Fashion: "Hey, Cool Clothes Bro!"

I'm getting my West Indian on and trying to keep a few hustles going, you know to hedge myself with all this market turmoil. One of my new endeavors is a styling business - I have like 3 clients already and I started a week ago. No big deal. I hired a bunch of awesome Japanese dudes and Bard alums that just search the internet for cool shit that I can recommend to my clients.
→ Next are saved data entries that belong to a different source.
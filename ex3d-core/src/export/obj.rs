/// Wavefront OBJ writer for the merged scene mesh
use std::fmt::Write;

use crate::error::{ExportError, ExportResult};
use crate::export::{ExportFormat, MeshExporter};
use crate::format::round_trip;
use crate::prepare::{MergedMesh, PreparedScene};

/// Writes all leaves as one materialless OBJ: `v` lines, then 1-based `f` lines
#[derive(Debug, Clone, Default)]
pub struct ObjExporter;

impl MeshExporter for ObjExporter {
    fn format(&self) -> ExportFormat {
        ExportFormat::Obj
    }

    fn write(&self, scene: &PreparedScene) -> ExportResult<Vec<u8>> {
        scene.ensure_not_empty()?;
        let merged = scene.merged()?;
        Ok(write_obj(&merged)?.into_bytes())
    }
}

pub fn write_obj(mesh: &MergedMesh) -> ExportResult<String> {
    let mut out = String::with_capacity(mesh.vertices.len() * 32 + mesh.triangles.len() * 24);
    let fmt_err = |e: std::fmt::Error| ExportError::serialization(format!("OBJ formatting: {e}"));

    writeln!(out, "# ex3d OBJ export").map_err(fmt_err)?;
    writeln!(
        out,
        "# Vertices: {}, Triangles: {}",
        mesh.vertices.len(),
        mesh.triangles.len()
    )
    .map_err(fmt_err)?;

    for v in &mesh.vertices {
        writeln!(out, "v {} {} {}", round_trip(v.x), round_trip(v.y), round_trip(v.z))
            .map_err(fmt_err)?;
    }

    for [a, b, c] in &mesh.triangles {
        writeln!(out, "f {} {} {}", a + 1, b + 1, c + 1).map_err(fmt_err)?;
    }

    Ok(out)
}

#[cfg(test)]
mod tests {
    use super::*;
    use nalgebra::Point3;

    #[test]
    fn test_obj_lines() {
        let mesh = MergedMesh {
            vertices: vec![
                Point3::new(0.0, 0.0, 0.0),
                Point3::new(1.5, 0.0, 0.0),
                Point3::new(0.0, -2.25, 0.1),
            ],
            triangles: vec![[0, 1, 2]],
        };
        let text = write_obj(&mesh).unwrap();
        let lines: Vec<_> = text.lines().filter(|l| !l.starts_with('#')).collect();
        assert_eq!(lines, vec!["v 0 0 0", "v 1.5 0 0", "v 0 -2.25 0.1", "f 1 2 3"]);
    }

    #[test]
    fn test_obj_indices_one_based() {
        let mesh = MergedMesh {
            vertices: vec![Point3::origin(); 4],
            triangles: vec![[0, 1, 2], [0, 2, 3]],
        };
        let text = write_obj(&mesh).unwrap();
        for line in text.lines().filter(|l| l.starts_with("f ")) {
            for part in line.split_whitespace().skip(1) {
                let idx: u32 = part.parse().unwrap();
                assert!((1..=4).contains(&idx));
            }
        }
    }
}
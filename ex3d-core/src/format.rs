//! Shared numeric formatting for text-based outputs

/// Fixed-precision decimal, with negative zero normalised to positive.
pub fn fixed(value: f64, decimals: usize) -> String {
    let s = format!("{value:.decimals$}");
    match s.strip_prefix('-') {
        Some(rest) if rest.bytes().all(|b| b == b'0' || b == b'.') => rest.to_string(),
        _ => s,
    }
}

/// Shortest representation that parses back to the same `f64`.
pub fn round_trip(value: f64) -> String {
    if value == 0.0 {
        // avoid "-0"
        return "0".to_string();
    }
    format!("{value}")
}

/// Row-major 3x4 affine matrix as used by `transform` attributes: the identity.
pub const IDENTITY_3X4: &str = "1 0 0 0 1 0 0 0 1 0 0 0";

/// Column-major 4x4 identity, as slicer part metadata expects.
pub const IDENTITY_4X4: &str = "1 0 0 0 0 1 0 0 0 0 1 0 0 0 0 1";

/// Deterministic UUID-shaped identifier: a zero-padded counter plus a fixed tail.
///
/// Only unique within one package, which is all the package needs.
pub fn counter_uuid(counter: usize, suffix: &str) -> String {
    format!("{counter:08x}{suffix}")
}
/// Binary glTF (GLB) writer: one mesh and node per leaf, one material per colour
use std::collections::BTreeMap;

use gltf_json as json;
use json::validation::Checked::Valid;
use json::validation::USize64;
use tracing::debug;

use crate::error::{index_u32, ExportError, ExportResult};
use crate::export::{ExportFormat, MeshExporter};
use crate::geometry::LeafMesh;
use crate::prepare::PreparedScene;

const GLB_MAGIC: &[u8; 4] = b"glTF";
const GLB_VERSION: u32 = 2;
const CHUNK_JSON: u32 = 0x4E4F_534A;
const CHUNK_BIN: u32 = 0x004E_4942;

/// Packs binary data with 4-byte alignment and tracks views and accessors
#[derive(Debug, Default)]
struct BufferBuilder {
    data: Vec<u8>,
    views: Vec<json::buffer::View>,
    accessors: Vec<json::Accessor>,
}

impl BufferBuilder {
    fn push_view(
        &mut self,
        bytes: &[u8],
        target: json::buffer::Target,
    ) -> ExportResult<json::Index<json::buffer::View>> {
        align_buffer(&mut self.data, 0);
        self.views.push(json::buffer::View {
            buffer: json::Index::new(0),
            byte_length: USize64::from(bytes.len()),
            byte_offset: Some(USize64::from(self.data.len())),
            byte_stride: None,
            name: None,
            target: Some(Valid(target)),
            extensions: Default::default(),
            extras: Default::default(),
        });
        self.data.extend_from_slice(bytes);
        Ok(json::Index::new(index_u32(self.views.len() - 1)?))
    }

    fn push_accessor(&mut self, accessor: json::Accessor) -> ExportResult<json::Index<json::Accessor>> {
        self.accessors.push(accessor);
        Ok(json::Index::new(index_u32(self.accessors.len() - 1)?))
    }

    fn positions(&mut self, leaf: &LeafMesh) -> ExportResult<json::Index<json::Accessor>> {
        let mut bytes = Vec::with_capacity(leaf.vertices.len() * 12);
        let mut min = [f32::INFINITY; 3];
        let mut max = [f32::NEG_INFINITY; 3];

        for v in &leaf.vertices {
            let p = [v.x as f32, v.y as f32, v.z as f32];
            for (axis, value) in p.into_iter().enumerate() {
                min[axis] = min[axis].min(value);
                max[axis] = max[axis].max(value);
                bytes.extend_from_slice(&value.to_le_bytes());
            }
        }

        let view = self.push_view(&bytes, json::buffer::Target::ArrayBuffer)?;
        self.push_accessor(json::Accessor {
            buffer_view: Some(view),
            byte_offset: None,
            count: USize64::from(leaf.vertices.len()),
            component_type: Valid(json::accessor::GenericComponentType(
                json::accessor::ComponentType::F32,
            )),
            type_: Valid(json::accessor::Type::Vec3),
            min: Some(serde_json::Value::from(min.to_vec())),
            max: Some(serde_json::Value::from(max.to_vec())),
            name: None,
            normalized: false,
            sparse: None,
            extensions: Default::default(),
            extras: Default::default(),
        })
    }

    fn indices(&mut self, leaf: &LeafMesh) -> ExportResult<json::Index<json::Accessor>> {
        let mut bytes = Vec::with_capacity(leaf.triangles.len() * 12);
        for index in leaf.triangles.iter().flatten() {
            bytes.extend_from_slice(&index.to_le_bytes());
        }

        let view = self.push_view(&bytes, json::buffer::Target::ElementArrayBuffer)?;
        self.push_accessor(json::Accessor {
            buffer_view: Some(view),
            byte_offset: None,
            count: USize64::from(leaf.triangles.len() * 3),
            component_type: Valid(json::accessor::GenericComponentType(
                json::accessor::ComponentType::U32,
            )),
            type_: Valid(json::accessor::Type::Scalar),
            min: None,
            max: None,
            name: None,
            normalized: false,
            sparse: None,
            extensions: Default::default(),
            extras: Default::default(),
        })
    }
}

/// Pad `buffer` with `fill` up to the next multiple of four bytes
pub fn align_buffer(buffer: &mut Vec<u8>, fill: u8) {
    while buffer.len() % 4 != 0 {
        buffer.push(fill);
    }
}

/// Writes the scene as GLB, leaves kept separate
#[derive(Debug, Clone)]
pub struct GlbExporter {
    generator: String,
}

impl GlbExporter {
    pub fn new(generator: impl Into<String>) -> Self {
        Self {
            generator: generator.into(),
        }
    }

    /// Build the glTF document and its binary buffer
    fn document(&self, scene: &PreparedScene) -> ExportResult<(json::Root, Vec<u8>)> {
        let mut root = json::Root {
            asset: json::Asset {
                version: "2.0".to_string(),
                generator: Some(self.generator.clone()),
                ..Default::default()
            },
            ..Default::default()
        };

        let materials: Vec<json::Index<json::Material>> = scene
            .materials
            .materials()
            .iter()
            .map(|m| {
                let [r, g, b] = m.color.to_linear();
                root.push(json::Material {
                    name: Some(m.name.clone()),
                    double_sided: true,
                    pbr_metallic_roughness: json::material::PbrMetallicRoughness {
                        base_color_factor: json::material::PbrBaseColorFactor([r, g, b, 1.0]),
                        metallic_factor: json::material::StrengthFactor(0.0),
                        roughness_factor: json::material::StrengthFactor(1.0),
                        ..Default::default()
                    },
                    ..Default::default()
                })
            })
            .collect();

        let mut buffer = BufferBuilder::default();
        let mut nodes = Vec::new();
        for leaf in scene.non_empty_leaves() {
            let positions = buffer.positions(leaf)?;
            let indices = buffer.indices(leaf)?;
            let material = materials.get(leaf.material_id).copied().ok_or_else(|| {
                ExportError::serialization(format!(
                    "leaf {} references unknown material {}",
                    leaf.name, leaf.material_id
                ))
            })?;

            let primitive = json::mesh::Primitive {
                attributes: BTreeMap::from([(Valid(json::mesh::Semantic::Positions), positions)]),
                indices: Some(indices),
                material: Some(material),
                mode: Valid(json::mesh::Mode::Triangles),
                targets: None,
                extensions: Default::default(),
                extras: Default::default(),
            };
            let mesh = root.push(json::Mesh {
                name: Some(leaf.name.clone()),
                primitives: vec![primitive],
                weights: None,
                extensions: Default::default(),
                extras: Default::default(),
            });
            nodes.push(root.push(json::Node {
                name: Some(leaf.name.clone()),
                mesh: Some(mesh),
                ..Default::default()
            }));
        }

        align_buffer(&mut buffer.data, 0);
        root.push(json::Buffer {
            byte_length: USize64::from(buffer.data.len()),
            name: None,
            uri: None,
            extensions: Default::default(),
            extras: Default::default(),
        });
        root.buffer_views = buffer.views;
        root.accessors = buffer.accessors;

        let scene_index = root.push(json::Scene {
            name: None,
            nodes,
            extensions: Default::default(),
            extras: Default::default(),
        });
        root.scene = Some(scene_index);

        Ok((root, buffer.data))
    }
}

impl MeshExporter for GlbExporter {
    fn format(&self) -> ExportFormat {
        ExportFormat::Glb
    }

    fn write(&self, scene: &PreparedScene) -> ExportResult<Vec<u8>> {
        scene.ensure_not_empty()?;

        let (root, bin) = self.document(scene)?;
        let json = serde_json::to_vec(&root)?;
        let bytes = assemble_glb(&json, &bin)?;
        debug!(
            nodes = root.nodes.len(),
            materials = root.materials.len(),
            bytes = bytes.len(),
            "wrote GLB"
        );
        Ok(bytes)
    }
}

/// Frame a JSON chunk and a binary chunk into a GLB container
pub fn assemble_glb(json: &[u8], bin: &[u8]) -> ExportResult<Vec<u8>> {
    let mut json_chunk = json.to_vec();
    align_buffer(&mut json_chunk, b' ');
    let mut bin_chunk = bin.to_vec();
    align_buffer(&mut bin_chunk, 0);

    let total = 12 + 8 + json_chunk.len() + 8 + bin_chunk.len();
    let chunk_len = |len: usize| {
        u32::try_from(len).map_err(|_| ExportError::serialization("GLB chunk exceeds 4 GiB"))
    };

    let mut out = Vec::with_capacity(total);
    out.extend_from_slice(GLB_MAGIC);
    out.extend_from_slice(&GLB_VERSION.to_le_bytes());
    out.extend_from_slice(&chunk_len(total)?.to_le_bytes());

    out.extend_from_slice(&chunk_len(json_chunk.len())?.to_le_bytes());
    out.extend_from_slice(&CHUNK_JSON.to_le_bytes());
    out.extend_from_slice(&json_chunk);

    out.extend_from_slice(&chunk_len(bin_chunk.len())?.to_le_bytes());
    out.extend_from_slice(&CHUNK_BIN.to_le_bytes());
    out.extend_from_slice(&bin_chunk);

    Ok(out)
}

#[cfg(test)]
mod tests {
    use super::*;
    use crate::geometry::MeshData;
    use crate::material::{MaterialSource, Rgb};
    use crate::scene::{Node, Scene};

    fn read_u32(bytes: &[u8], at: usize) -> u32 {
        u32::from_le_bytes([bytes[at], bytes[at + 1], bytes[at + 2], bytes[at + 3]])
    }

    fn export(scene: &Scene) -> Vec<u8> {
        let prepared = PreparedScene::from_scene(scene).unwrap();
        GlbExporter::new("test").write(&prepared).unwrap()
    }

    #[test]
    fn test_glb_framing() {
        let mut scene = Scene::new();
        scene.add_root(Node::mesh(MeshData::square(2.0)));
        let bytes = export(&scene);

        assert_eq!(&bytes[0..4], b"glTF");
        assert_eq!(read_u32(&bytes, 4), 2);
        assert_eq!(read_u32(&bytes, 8) as usize, bytes.len());

        let json_len = read_u32(&bytes, 12) as usize;
        assert_eq!(json_len % 4, 0);
        assert_eq!(read_u32(&bytes, 16), CHUNK_JSON);

        let bin_header = 20 + json_len;
        let bin_len = read_u32(&bytes, bin_header) as usize;
        assert_eq!(bin_len % 4, 0);
        assert_eq!(read_u32(&bytes, bin_header + 4), CHUNK_BIN);
        assert_eq!(bin_header + 8 + bin_len, bytes.len());
        // 4 positions * 12 bytes + 6 indices * 4 bytes
        assert_eq!(bin_len, 48 + 24);
    }

    #[test]
    fn test_glb_one_node_per_leaf_shared_material() {
        let orange = MaterialSource::HasColor(Rgb::new(255, 165, 0));
        let mut scene = Scene::new();
        scene.add_root(Node::mesh(MeshData::square(1.0).with_material(orange)).with_name("A"));
        scene.add_root(Node::mesh(MeshData::default()));
        scene.add_root(Node::mesh(MeshData::square(1.0).with_material(orange)).with_name("B"));
        let bytes = export(&scene);

        let json_len = read_u32(&bytes, 12) as usize;
        let doc: serde_json::Value = serde_json::from_slice(&bytes[20..20 + json_len]).unwrap();

        assert_eq!(doc["nodes"].as_array().unwrap().len(), 2);
        assert_eq!(doc["nodes"][1]["name"], "B");
        assert_eq!(doc["meshes"][0]["primitives"][0]["material"], 0);
        assert_eq!(doc["meshes"][1]["primitives"][0]["material"], 0);
        assert_eq!(doc["accessors"][0]["max"][0], 1.0);
        assert_eq!(doc["bufferViews"][1]["target"], 34963);
        assert_eq!(doc["accessors"][1]["componentType"], 5125);
    }

    #[test]
    fn test_glb_empty_scene() {
        let prepared = PreparedScene::from_scene(&Scene::new()).unwrap();
        assert!(matches!(
            GlbExporter::new("test").write(&prepared),
            Err(ExportError::EmptyInput)
        ));
    }
}
/// Turns a scene into world-space leaves bound to a shared material table
use tracing::{debug, warn};

use crate::error::{index_u32, ExportError, ExportResult};
use crate::geometry::{LeafMesh, Triangle, Vertex};
use crate::material::{MaterialRegistry, Rgb};
use crate::scene::{Diagnostic, Scene, SceneFlattener};
use crate::transform::transform_vertices;

/// Everything a serializer needs, built fresh for every export call
#[derive(Debug, Clone, Default)]
pub struct PreparedScene {
    /// Leaves with geometry, in traversal order.
    pub leaves: Vec<LeafMesh>,
    pub materials: MaterialRegistry,
    pub diagnostics: Vec<Diagnostic>,
}

/// All leaves concatenated into one vertex array with re-based indices
#[derive(Debug, Clone, Default, PartialEq)]
pub struct MergedMesh {
    pub vertices: Vec<Vertex>,
    pub triangles: Vec<Triangle>,
}

impl PreparedScene {
    /// Flatten `scene`, transform each leaf into world space and register its colour.
    ///
    /// Empty records are dropped here and never reach the material table.
    pub fn from_scene(scene: &Scene) -> ExportResult<Self> {
        let flattened = SceneFlattener::new(scene).flatten()?;
        let mut prepared = PreparedScene {
            leaves: Vec::with_capacity(flattened.records.len()),
            materials: MaterialRegistry::new(),
            diagnostics: flattened.diagnostics,
        };

        for record in flattened.records {
            if record.is_empty() {
                debug!(node = record.node, name = %record.name, "dropping empty leaf");
                continue;
            }

            let color = match record.material.color() {
                Some(color) => color,
                None => {
                    warn!(node = record.node, "leaf material has no colour, using default gray");
                    prepared
                        .diagnostics
                        .push(Diagnostic::UnsupportedMaterial { node: record.node });
                    Rgb::DEFAULT_GRAY
                }
            };
            let material_id = prepared.materials.register(color);

            let vertices = transform_vertices(&record.vertices_local, &record.world);
            prepared.leaves.push(LeafMesh {
                name: record.name,
                vertices,
                triangles: record.triangles,
                material_id,
            });
        }

        debug!(
            leaves = prepared.leaves.len(),
            materials = prepared.materials.len(),
            "prepared scene"
        );
        Ok(prepared)
    }

    /// Leaves that carry geometry
    pub fn non_empty_leaves(&self) -> impl Iterator<Item = &LeafMesh> {
        self.leaves.iter().filter(|leaf| !leaf.is_empty())
    }

    pub fn vertex_count(&self) -> usize {
        self.non_empty_leaves().map(|l| l.vertices.len()).sum()
    }

    pub fn triangle_count(&self) -> usize {
        self.non_empty_leaves().map(|l| l.triangles.len()).sum()
    }

    /// Fail with [`ExportError::EmptyInput`] when nothing is renderable
    pub fn ensure_not_empty(&self) -> ExportResult<()> {
        if self.non_empty_leaves().next().is_none() {
            return Err(ExportError::EmptyInput);
        }
        Ok(())
    }

    /// Concatenate all non-empty leaves, offsetting each leaf's indices by the
    /// number of vertices that precede it.
    pub fn merged(&self) -> ExportResult<MergedMesh> {
        let mut merged = MergedMesh {
            vertices: Vec::with_capacity(self.vertex_count()),
            triangles: Vec::with_capacity(self.triangle_count()),
        };

        for leaf in self.non_empty_leaves() {
            let offset = index_u32(merged.vertices.len())?;
            index_u32(merged.vertices.len() + leaf.vertices.len())?;

            merged.vertices.extend_from_slice(&leaf.vertices);
            merged
                .triangles
                .extend(leaf.triangles.iter().map(|t| [t[0] + offset, t[1] + offset, t[2] + offset]));
        }

        index_u32(merged.triangles.len())?;
        Ok(merged)
    }
}

#[cfg(test)]
mod tests {
    use super::*;
    use crate::geometry::MeshData;
    use crate::material::MaterialSource;
    use crate::scene::Node;
    use crate::transform::LocalTransform;
    use nalgebra::Point3;

    const ORANGE: Rgb = Rgb::new(0xFF, 0xA5, 0x00);

    fn two_orange_squares() -> Scene {
        let mut scene = Scene::new();
        let square = MeshData::square(1.0).with_material(MaterialSource::HasColor(ORANGE));
        scene.add_root(Node::mesh(square.clone()).with_name("A"));
        scene.add_root(
            Node::mesh(square)
                .with_name("B")
                .with_transform(LocalTransform::from_translation(10.0, 0.0, 0.0)),
        );
        scene
    }

    #[test]
    fn test_two_squares_share_one_material() {
        let prepared = PreparedScene::from_scene(&two_orange_squares()).unwrap();
        assert_eq!(prepared.materials.len(), 1);
        assert_eq!(prepared.leaves[0].material_id, prepared.leaves[1].material_id);
        assert_eq!(prepared.vertex_count(), 8);
        assert_eq!(prepared.triangle_count(), 4);
    }

    #[test]
    fn test_vertices_are_world_space() {
        let prepared = PreparedScene::from_scene(&two_orange_squares()).unwrap();
        assert_eq!(prepared.leaves[1].vertices[0], Point3::new(10.0, 0.0, 0.0));
        assert_eq!(prepared.leaves[1].vertices[2], Point3::new(11.0, 1.0, 0.0));
    }

    #[test]
    fn test_scene_is_not_mutated() {
        let scene = two_orange_squares();
        let before = scene.clone();
        PreparedScene::from_scene(&scene).unwrap();
        assert_eq!(scene, before);
    }

    #[test]
    fn test_merged_rebases_indices() {
        let prepared = PreparedScene::from_scene(&two_orange_squares()).unwrap();
        let merged = prepared.merged().unwrap();

        assert_eq!(merged.vertices.len(), 8);
        assert_eq!(merged.triangles, vec![[0, 1, 2], [0, 2, 3], [4, 5, 6], [4, 6, 7]]);
    }

    #[test]
    fn test_merged_skips_empty_leaves() {
        let mut scene = two_orange_squares();
        scene.roots.insert(0, scene.nodes.len());
        scene.nodes.push(Node::mesh(MeshData::default()));

        let prepared = PreparedScene::from_scene(&scene).unwrap();
        assert_eq!(prepared.leaves.len(), 2);
        assert_eq!(prepared.materials.len(), 1);
        let merged = prepared.merged().unwrap();
        assert_eq!(merged.triangles[0], [0, 1, 2]);
        assert_eq!(merged.vertices.len(), 8);
    }

    #[test]
    fn test_colorless_leaf_falls_back_to_gray() {
        let mut scene = Scene::new();
        scene.add_root(Node::mesh(MeshData::square(1.0)));

        let prepared = PreparedScene::from_scene(&scene).unwrap();
        let material = prepared.materials.get(prepared.leaves[0].material_id).unwrap();
        assert_eq!(material.color, Rgb::DEFAULT_GRAY);
        assert_eq!(prepared.diagnostics, vec![Diagnostic::UnsupportedMaterial { node: 0 }]);
    }

    #[test]
    fn test_empty_scene_is_rejected() {
        let prepared = PreparedScene::from_scene(&Scene::new()).unwrap();
        assert!(matches!(prepared.ensure_not_empty(), Err(ExportError::EmptyInput)));
    }
}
I pay them in trees since I'm trying to grow the business organically. I should have 100 clients by the end of the year. And if that fails I got the whole Taliban Chic-inspired line I'm finna do. And I'm starting to design shawls. Shawls and dashikis are gonna be the jumpoff. Shawls.... I'm gonna start rocking fitteds, a shawl on top of some shit, jeans, and high tops.

I was iffy on these Kris Van Aassch hightops but I kind of dig, hardbody:

You might remember I posted the Kris Van Assche A/Q 08s on one of the first posts I did here. Dude's on top of his game. Where can I even attempt to buy these?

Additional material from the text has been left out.